### Work to complete
Your answer should consist of the lines holding "Json", copied from the material below.

### Given entries
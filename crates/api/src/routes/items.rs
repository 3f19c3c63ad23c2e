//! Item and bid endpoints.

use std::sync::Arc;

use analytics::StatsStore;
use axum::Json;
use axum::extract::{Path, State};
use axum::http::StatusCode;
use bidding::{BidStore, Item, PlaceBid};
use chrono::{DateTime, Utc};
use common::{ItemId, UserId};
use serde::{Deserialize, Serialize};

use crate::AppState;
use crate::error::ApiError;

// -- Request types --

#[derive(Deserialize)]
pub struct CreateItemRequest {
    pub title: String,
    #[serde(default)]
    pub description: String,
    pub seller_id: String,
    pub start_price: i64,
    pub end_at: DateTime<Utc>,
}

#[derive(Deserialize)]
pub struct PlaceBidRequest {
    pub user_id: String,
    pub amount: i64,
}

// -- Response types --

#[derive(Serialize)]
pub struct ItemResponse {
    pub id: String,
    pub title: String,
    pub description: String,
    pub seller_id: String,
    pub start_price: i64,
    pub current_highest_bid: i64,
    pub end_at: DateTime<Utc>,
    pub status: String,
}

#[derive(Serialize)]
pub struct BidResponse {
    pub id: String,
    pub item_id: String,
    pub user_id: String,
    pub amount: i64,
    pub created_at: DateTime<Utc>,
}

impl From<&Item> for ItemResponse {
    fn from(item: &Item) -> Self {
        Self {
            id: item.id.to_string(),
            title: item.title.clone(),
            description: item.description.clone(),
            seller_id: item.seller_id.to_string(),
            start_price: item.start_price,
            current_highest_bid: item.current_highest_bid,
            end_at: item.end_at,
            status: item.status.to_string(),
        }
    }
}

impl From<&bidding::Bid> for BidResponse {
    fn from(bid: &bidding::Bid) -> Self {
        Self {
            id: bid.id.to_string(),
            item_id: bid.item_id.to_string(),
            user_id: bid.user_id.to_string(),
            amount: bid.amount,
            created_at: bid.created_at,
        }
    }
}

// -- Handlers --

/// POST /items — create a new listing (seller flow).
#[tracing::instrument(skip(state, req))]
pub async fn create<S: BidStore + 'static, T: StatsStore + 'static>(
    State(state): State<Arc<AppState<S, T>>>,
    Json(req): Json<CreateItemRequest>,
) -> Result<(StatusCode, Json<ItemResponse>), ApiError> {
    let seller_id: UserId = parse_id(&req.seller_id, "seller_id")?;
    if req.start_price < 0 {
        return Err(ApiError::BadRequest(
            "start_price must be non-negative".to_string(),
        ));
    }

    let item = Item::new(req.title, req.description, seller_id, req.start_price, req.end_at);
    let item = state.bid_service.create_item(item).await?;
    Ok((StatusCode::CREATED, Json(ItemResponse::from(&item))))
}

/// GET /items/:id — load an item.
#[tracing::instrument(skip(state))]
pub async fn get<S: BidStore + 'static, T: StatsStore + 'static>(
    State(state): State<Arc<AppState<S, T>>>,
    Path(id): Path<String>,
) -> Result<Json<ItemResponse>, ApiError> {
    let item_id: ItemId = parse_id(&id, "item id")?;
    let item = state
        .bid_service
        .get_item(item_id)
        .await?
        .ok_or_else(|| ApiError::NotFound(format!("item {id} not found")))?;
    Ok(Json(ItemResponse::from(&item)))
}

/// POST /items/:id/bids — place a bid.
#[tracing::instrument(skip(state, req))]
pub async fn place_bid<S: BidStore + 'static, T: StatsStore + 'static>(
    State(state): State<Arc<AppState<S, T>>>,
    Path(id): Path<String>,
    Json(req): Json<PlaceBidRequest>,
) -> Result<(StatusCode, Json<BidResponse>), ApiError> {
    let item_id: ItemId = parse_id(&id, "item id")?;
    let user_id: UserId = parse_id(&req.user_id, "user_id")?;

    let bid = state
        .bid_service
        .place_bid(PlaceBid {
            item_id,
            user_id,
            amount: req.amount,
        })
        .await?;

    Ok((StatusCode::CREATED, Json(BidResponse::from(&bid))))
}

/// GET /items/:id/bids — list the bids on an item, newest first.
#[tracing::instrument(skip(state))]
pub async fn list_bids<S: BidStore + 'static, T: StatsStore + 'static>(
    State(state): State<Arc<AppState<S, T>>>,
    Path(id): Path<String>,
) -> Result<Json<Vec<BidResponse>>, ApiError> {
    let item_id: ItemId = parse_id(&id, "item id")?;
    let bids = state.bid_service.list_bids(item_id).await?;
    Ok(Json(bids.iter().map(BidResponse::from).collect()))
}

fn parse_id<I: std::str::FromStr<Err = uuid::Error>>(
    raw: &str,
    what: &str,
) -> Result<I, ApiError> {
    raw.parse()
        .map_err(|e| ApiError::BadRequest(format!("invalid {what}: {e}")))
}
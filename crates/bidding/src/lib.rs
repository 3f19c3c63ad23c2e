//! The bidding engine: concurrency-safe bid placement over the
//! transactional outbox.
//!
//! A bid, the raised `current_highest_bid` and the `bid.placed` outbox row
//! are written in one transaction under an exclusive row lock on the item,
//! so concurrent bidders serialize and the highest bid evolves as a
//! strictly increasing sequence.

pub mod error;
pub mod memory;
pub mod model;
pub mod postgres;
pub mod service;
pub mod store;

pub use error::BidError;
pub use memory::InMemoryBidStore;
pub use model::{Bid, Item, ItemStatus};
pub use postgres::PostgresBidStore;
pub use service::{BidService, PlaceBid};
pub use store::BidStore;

### Response to this exercise
use axum::Json;
    Json(req): Json<CreateItemRequest>,
) -> Result<(StatusCode, Json<ItemResponse>), ApiError> {
    Ok((StatusCode::CREATED, Json(ItemResponse::from(&item))))
) -> Result<Json<ItemResponse>, ApiError> {
    Ok(Json(ItemResponse::from(&item)))
    Json(req): Json<PlaceBidRequest>,
) -> Result<(StatusCode, Json<BidResponse>), ApiError> {
    Ok((StatusCode::CREATED, Json(BidResponse::from(&bid))))
) -> Result<Json<Vec<BidResponse>>, ApiError> {
    Ok(Json(bids.iter().map(BidResponse::from).collect()))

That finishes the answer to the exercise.